Pd catalysts, especially when alloying with Au, are highly effective in promoting various reactions such as CO oxidation,^1,2 H₂ oxidation to H₂O₂,³ alcohol oxidation,⁴ and vinyl acetate synthesis.⁵ The surface carbon species formation over supported Pd catalysts was first reported in 1970,⁶ which can lead to catalytic deactivation in reactions involving hydrocarbons, such as ethylene. Ethylene can be transformed into such important industrial chemicals as vinyl acetate, vinyl chloride and vinyl alcohol. To better understand the surface carbon species formation from olefin hydrocarbons, ethylene as the simplest olefin deserves a comprehensive and thorough investigation. Ethylene decomposition to surface carbon species can be considered to be fundamental and important for understanding deactivation of transition metal catalysts.

The reaction network of ethylene decomposition is shown in Fig. 1, which involves eight dehydrogenation reactions and six C–C bond cleavage reactions. Chen et al.^7,8 conducted investigations on the transformation and total decomposition of ethylene on several different metal (111) surfaces and carried out DFT-based analysis on each reaction step. They found that for kinetic reasons, most species tend to undergo C–H bond scission rather than C–C bond cleavage. However, since each possible pathway of ethylene decomposition involves some dehydrogenation reactions with relatively low activation barriers and some C–C bond cleavage reactions with relatively high activation barriers, no explicit overall preferred pathway was proposed. Therefore, further efforts need to be made to pick out the preferred pathways from all the possible ones of ethylene decomposition. Although many efforts have been devoted to ethylene transformation on Pd(111) surface,^9–11 there is scarce work conducted on Pd(100) surface which is thought to be more active than Pd(111) surface as for the vinyl acetate synthesis from ethylene acetoxylation.^5,12,13 Thus, we carried out the work on Pd(100) surface.

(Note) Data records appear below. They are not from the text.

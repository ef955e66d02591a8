//! multipart/form-data body parsing.
//!
//! The parser accepts what [`encode`](crate::encode) produces and any other
//! conforming body with CRLF line endings. It buffers nothing beyond the
//! input slice; part data is returned as cheap slices of the input.

use crate::content_type::ContentType;
use crate::error::{Error, Result};
use crate::header::{ContentDisposition, Headers};
use bytes::Bytes;

/// A part recovered from a multipart/form-data body.
#[derive(Debug, Clone, PartialEq, Eq)]
pub struct ParsedPart {
    /// Form field name.
    pub name: String,
    /// Decoded filename for file parts.
    pub filename: Option<String>,
    /// Part content type, if sent.
    pub content_type: Option<String>,
    /// Raw part contents.
    pub data: Bytes,
}

impl ParsedPart {
    /// Checks whether the part carries a file.
    #[must_use]
    pub const fn is_file(&self) -> bool {
        self.filename.is_some()
    }

    /// Returns the contents as text.
    ///
    /// # Errors
    ///
    /// Returns an error if the contents are not valid UTF-8.
    pub fn text(&self) -> Result<&str> {
        std::str::from_utf8(&self.data)
            .map_err(|e| Error::InvalidEncoding(format!("Part {} is not UTF-8: {e}", self.name)))
    }
}

/// Parses a body using the boundary from its `Content-Type` header value.
///
/// # Errors
///
/// Returns an error if the content type is not multipart/form-data, has no
/// boundary, or the body is malformed.
pub fn parse(body: impl Into<Bytes>, content_type: &str) -> Result<Vec<ParsedPart>> {
    let content_type = ContentType::parse(content_type)?;
    if !content_type.is_form_data() {
        return Err(Error::InvalidContentType(format!(
            "Expected multipart/form-data, got {}",
            content_type.essence()
        )));
    }
    let boundary = content_type.boundary().ok_or(Error::MissingBoundary)?;
    parse_with_boundary(body, boundary)
}

/// Parses a body delimited by `boundary`.
///
/// # Errors
///
/// Returns an error if delimiters, headers or the closing delimiter are
/// missing or malformed.
pub fn parse_with_boundary(body: impl Into<Bytes>, boundary: &str) -> Result<Vec<ParsedPart>> {
    let body: Bytes = body.into();
    let delimiter = format!("--{boundary}");
    let delimiter = delimiter.as_bytes();
    let mut body_delimiter = b"\r\n".to_vec();
    body_delimiter.extend_from_slice(delimiter);

    // Skip any preamble.
    let mut pos = if body.starts_with(delimiter) {
        0
    } else {
        find(&body, &body_delimiter, 0)
            .map(|p| p + 2)
            .ok_or_else(|| Error::InvalidMultipart("Opening delimiter not found".to_string()))?
    };

    let mut parts = Vec::new();

    loop {
        pos += delimiter.len();
        let rest = &body[pos..];

        if rest.starts_with(b"--") {
            return Ok(parts);
        }
        if !rest.starts_with(b"\r\n") {
            return Err(Error::InvalidMultipart(
                "Delimiter not followed by CRLF".to_string(),
            ));
        }
        pos += 2;

        let (header_text, data_start) = if body[pos..].starts_with(b"\r\n") {
            ("", pos + 2)
        } else {
            let header_end = find(&body, b"\r\n\r\n", pos)
                .ok_or_else(|| Error::InvalidMultipart("Unterminated part headers".to_string()))?;
            let text = std::str::from_utf8(&body[pos..header_end])
                .map_err(|e| Error::InvalidHeader(format!("Non UTF-8 header: {e}")))?;
            (text, header_end + 4)
        };

        let data_end = find(&body, &body_delimiter, data_start)
            .ok_or_else(|| Error::InvalidMultipart("Closing delimiter not found".to_string()))?;

        parts.push(build_part(header_text, body.slice(data_start..data_end))?);
        pos = data_end + 2;
    }
}

fn build_part(header_text: &str, data: Bytes) -> Result<ParsedPart> {
    let headers = Headers::parse(header_text)?;
    let disposition = headers
        .get("content-disposition")
        .ok_or_else(|| Error::InvalidHeader("Missing Content-Disposition".to_string()))
        .and_then(ContentDisposition::parse)?;
    let name = disposition
        .name
        .ok_or_else(|| Error::InvalidHeader("Content-Disposition without name".to_string()))?;

    Ok(ParsedPart {
        name,
        filename: disposition.filename,
        content_type: headers.get("content-type").map(str::to_string),
        data,
    })
}

fn find(haystack: &[u8], needle: &[u8], from: usize) -> Option<usize> {
    haystack
        .get(from..)?
        .windows(needle.len())
        .position(|w| w == needle)
        .map(|p| p + from)
}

Fig. 1 Reaction pathways of ethylene decomposition to surface carbon species on Pd(100) surface. The black arrows and the red arrows represent dehydrogenation reactions and C–C bond cleavage reactions, respectively. In the following text, Rx will stand for the corresponding reaction in this figure with the letter x near the arrow.

Kinetic Monte Carlo (kMC) simulation method is a stochastic approach to examine the events occurring on the catalyst surface.¹⁴ In principle, kMC allows us to keep track of the exact dynamic evolution of all surface species as a function of time and reaction conditions. Therefore, kMC can directly and explicitly exhibit the possible pathways of a complex reaction network. It has been widely applied in heterogeneous catalysis.^15–20 Thus, in this work, kMC simulation method was employed to explore the possible pathways of ethylene decomposition on Pd(100). The most likely pathway of ethylene decomposition will be given to provide theoretical reference and guidance for further application and development of efficient commercial catalysts, and the control of carbon deposit.

2. Computational methods

All the DFT calculations were conducted with the program package Dmol3 in Materials Studio,²¹ employing the generalized gradient approximation (GGA) with revised Perdew–Burke–Ernzerhof functional (RPBE).²² The detailed setups and results of DFT calculations are available in our previous work.²³ The intrinsic barriers obtained from the DFT calculations are shown in Table 1.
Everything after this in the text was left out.